WORK REQUEST: Below are the records; pull every line that includes "entries".
┏━━
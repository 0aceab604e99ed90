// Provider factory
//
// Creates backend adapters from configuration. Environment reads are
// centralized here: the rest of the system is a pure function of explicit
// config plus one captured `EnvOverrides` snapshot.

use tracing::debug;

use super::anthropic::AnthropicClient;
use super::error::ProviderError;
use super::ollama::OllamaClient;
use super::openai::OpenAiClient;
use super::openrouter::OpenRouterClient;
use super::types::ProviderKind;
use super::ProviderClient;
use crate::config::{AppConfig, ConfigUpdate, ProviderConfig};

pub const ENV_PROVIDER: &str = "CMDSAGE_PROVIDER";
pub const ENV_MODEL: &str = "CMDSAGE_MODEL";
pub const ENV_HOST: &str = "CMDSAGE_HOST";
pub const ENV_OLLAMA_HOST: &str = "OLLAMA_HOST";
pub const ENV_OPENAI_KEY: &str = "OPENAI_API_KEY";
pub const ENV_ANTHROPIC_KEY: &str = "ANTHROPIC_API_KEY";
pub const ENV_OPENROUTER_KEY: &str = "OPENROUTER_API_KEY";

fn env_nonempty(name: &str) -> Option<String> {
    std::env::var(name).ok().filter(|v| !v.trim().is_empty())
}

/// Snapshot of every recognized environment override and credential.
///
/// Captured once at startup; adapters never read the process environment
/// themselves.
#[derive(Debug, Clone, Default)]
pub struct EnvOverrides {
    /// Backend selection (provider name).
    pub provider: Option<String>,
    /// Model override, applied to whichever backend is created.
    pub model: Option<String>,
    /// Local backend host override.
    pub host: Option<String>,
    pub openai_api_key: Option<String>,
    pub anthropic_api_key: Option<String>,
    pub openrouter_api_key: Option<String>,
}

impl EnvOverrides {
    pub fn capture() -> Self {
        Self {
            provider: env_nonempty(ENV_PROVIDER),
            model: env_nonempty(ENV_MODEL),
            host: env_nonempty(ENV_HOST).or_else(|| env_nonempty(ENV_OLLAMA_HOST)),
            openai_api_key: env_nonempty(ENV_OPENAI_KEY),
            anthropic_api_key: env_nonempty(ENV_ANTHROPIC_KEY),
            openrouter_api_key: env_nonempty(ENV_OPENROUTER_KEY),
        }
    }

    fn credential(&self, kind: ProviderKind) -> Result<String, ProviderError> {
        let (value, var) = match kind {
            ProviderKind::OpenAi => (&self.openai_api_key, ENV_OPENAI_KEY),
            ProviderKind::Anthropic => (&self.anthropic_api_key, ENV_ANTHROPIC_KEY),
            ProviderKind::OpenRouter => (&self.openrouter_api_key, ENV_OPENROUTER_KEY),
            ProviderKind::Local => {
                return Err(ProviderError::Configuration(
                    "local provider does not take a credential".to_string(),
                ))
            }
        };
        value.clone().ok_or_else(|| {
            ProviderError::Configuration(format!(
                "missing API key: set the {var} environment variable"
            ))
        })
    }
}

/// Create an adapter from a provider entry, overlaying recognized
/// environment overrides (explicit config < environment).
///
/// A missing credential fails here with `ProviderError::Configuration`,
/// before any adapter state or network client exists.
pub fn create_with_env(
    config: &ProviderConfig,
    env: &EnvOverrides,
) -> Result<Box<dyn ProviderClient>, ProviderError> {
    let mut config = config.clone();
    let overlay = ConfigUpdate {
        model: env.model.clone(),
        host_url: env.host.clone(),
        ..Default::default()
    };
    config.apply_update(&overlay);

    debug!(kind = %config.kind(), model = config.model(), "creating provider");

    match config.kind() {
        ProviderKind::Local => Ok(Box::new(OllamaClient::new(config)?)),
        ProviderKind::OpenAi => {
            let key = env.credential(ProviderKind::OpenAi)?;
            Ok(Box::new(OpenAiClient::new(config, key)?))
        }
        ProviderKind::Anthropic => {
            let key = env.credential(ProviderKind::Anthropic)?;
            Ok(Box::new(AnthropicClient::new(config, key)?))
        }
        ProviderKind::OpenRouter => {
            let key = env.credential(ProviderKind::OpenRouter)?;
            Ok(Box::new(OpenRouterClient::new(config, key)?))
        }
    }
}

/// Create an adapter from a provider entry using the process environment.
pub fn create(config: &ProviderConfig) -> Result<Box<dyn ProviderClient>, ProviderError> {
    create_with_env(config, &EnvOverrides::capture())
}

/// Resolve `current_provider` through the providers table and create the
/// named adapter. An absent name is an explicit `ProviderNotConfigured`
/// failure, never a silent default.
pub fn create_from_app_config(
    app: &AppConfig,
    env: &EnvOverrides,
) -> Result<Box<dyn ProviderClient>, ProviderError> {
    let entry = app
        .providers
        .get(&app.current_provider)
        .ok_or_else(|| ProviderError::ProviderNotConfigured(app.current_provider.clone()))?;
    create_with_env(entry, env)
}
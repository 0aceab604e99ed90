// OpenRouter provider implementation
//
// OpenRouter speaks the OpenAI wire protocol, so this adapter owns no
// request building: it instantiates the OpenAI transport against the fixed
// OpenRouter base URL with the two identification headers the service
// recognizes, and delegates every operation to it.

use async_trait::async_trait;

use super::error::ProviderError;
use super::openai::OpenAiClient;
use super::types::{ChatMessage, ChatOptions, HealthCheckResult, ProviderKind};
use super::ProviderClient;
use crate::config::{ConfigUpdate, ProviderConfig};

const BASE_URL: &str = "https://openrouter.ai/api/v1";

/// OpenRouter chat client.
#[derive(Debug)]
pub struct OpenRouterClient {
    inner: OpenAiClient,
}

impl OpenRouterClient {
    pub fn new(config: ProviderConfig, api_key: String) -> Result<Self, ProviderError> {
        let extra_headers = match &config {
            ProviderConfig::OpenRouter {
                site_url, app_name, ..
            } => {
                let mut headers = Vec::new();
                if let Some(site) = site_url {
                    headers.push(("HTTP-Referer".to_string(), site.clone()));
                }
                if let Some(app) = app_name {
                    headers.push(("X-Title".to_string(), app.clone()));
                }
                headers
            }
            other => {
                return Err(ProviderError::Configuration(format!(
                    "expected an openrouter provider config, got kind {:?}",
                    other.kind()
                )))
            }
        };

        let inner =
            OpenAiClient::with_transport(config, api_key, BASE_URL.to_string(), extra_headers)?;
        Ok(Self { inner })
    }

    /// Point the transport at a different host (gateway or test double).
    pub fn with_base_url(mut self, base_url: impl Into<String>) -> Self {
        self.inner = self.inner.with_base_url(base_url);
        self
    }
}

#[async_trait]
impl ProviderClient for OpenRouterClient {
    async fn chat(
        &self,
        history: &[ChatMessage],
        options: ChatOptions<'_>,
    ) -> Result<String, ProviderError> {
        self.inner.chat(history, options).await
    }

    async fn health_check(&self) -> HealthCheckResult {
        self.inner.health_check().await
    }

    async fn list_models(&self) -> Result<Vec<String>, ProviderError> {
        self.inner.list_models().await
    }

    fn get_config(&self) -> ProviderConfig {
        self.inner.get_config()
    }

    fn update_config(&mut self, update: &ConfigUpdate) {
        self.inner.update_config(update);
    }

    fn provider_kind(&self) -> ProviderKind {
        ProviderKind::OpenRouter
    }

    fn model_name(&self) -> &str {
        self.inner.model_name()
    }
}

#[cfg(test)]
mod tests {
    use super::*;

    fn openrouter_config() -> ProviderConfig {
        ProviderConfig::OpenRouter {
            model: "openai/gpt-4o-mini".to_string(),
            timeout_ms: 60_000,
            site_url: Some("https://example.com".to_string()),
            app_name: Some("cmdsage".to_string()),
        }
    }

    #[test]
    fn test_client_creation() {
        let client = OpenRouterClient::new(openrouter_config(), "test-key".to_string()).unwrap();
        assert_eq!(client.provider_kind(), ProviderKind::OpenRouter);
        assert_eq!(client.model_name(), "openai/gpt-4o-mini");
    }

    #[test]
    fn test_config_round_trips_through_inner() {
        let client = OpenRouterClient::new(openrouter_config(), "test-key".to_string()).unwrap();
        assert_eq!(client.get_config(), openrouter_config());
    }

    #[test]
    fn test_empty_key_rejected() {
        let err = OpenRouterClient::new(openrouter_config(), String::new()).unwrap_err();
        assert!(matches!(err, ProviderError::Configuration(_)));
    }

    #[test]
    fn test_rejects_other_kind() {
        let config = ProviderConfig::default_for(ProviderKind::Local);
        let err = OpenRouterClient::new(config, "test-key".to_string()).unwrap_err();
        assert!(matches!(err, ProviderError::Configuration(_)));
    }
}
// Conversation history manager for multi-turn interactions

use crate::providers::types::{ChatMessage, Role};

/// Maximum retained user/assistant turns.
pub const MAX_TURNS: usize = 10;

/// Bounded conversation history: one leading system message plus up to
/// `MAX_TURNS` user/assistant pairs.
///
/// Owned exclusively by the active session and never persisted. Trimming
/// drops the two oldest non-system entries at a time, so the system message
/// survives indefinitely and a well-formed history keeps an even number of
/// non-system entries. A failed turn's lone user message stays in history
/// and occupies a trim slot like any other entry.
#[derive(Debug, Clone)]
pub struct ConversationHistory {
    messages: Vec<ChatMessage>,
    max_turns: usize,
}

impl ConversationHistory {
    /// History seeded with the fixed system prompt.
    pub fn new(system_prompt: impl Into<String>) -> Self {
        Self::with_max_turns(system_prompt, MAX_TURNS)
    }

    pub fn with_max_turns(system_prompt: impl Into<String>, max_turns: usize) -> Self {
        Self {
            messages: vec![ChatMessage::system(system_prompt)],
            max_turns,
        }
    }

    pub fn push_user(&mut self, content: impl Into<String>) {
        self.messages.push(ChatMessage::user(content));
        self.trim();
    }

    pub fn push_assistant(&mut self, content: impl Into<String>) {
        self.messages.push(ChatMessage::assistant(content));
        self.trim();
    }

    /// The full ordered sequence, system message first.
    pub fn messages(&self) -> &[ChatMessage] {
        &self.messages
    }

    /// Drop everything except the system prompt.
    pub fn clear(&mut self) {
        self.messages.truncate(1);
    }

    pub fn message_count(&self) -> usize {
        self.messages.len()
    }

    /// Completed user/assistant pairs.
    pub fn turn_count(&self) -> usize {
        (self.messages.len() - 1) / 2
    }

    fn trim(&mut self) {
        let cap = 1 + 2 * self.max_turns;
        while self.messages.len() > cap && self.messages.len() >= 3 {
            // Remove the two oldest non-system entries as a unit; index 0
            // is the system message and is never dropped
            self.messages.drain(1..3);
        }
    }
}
┗━━
RESPONSE TO THE TASK:
/// drops the two oldest non-system entries at a time, so the system message
/// non-system entries. A failed turn's lone user message stays in history
            // Remove the two oldest non-system entries as a unit; index 0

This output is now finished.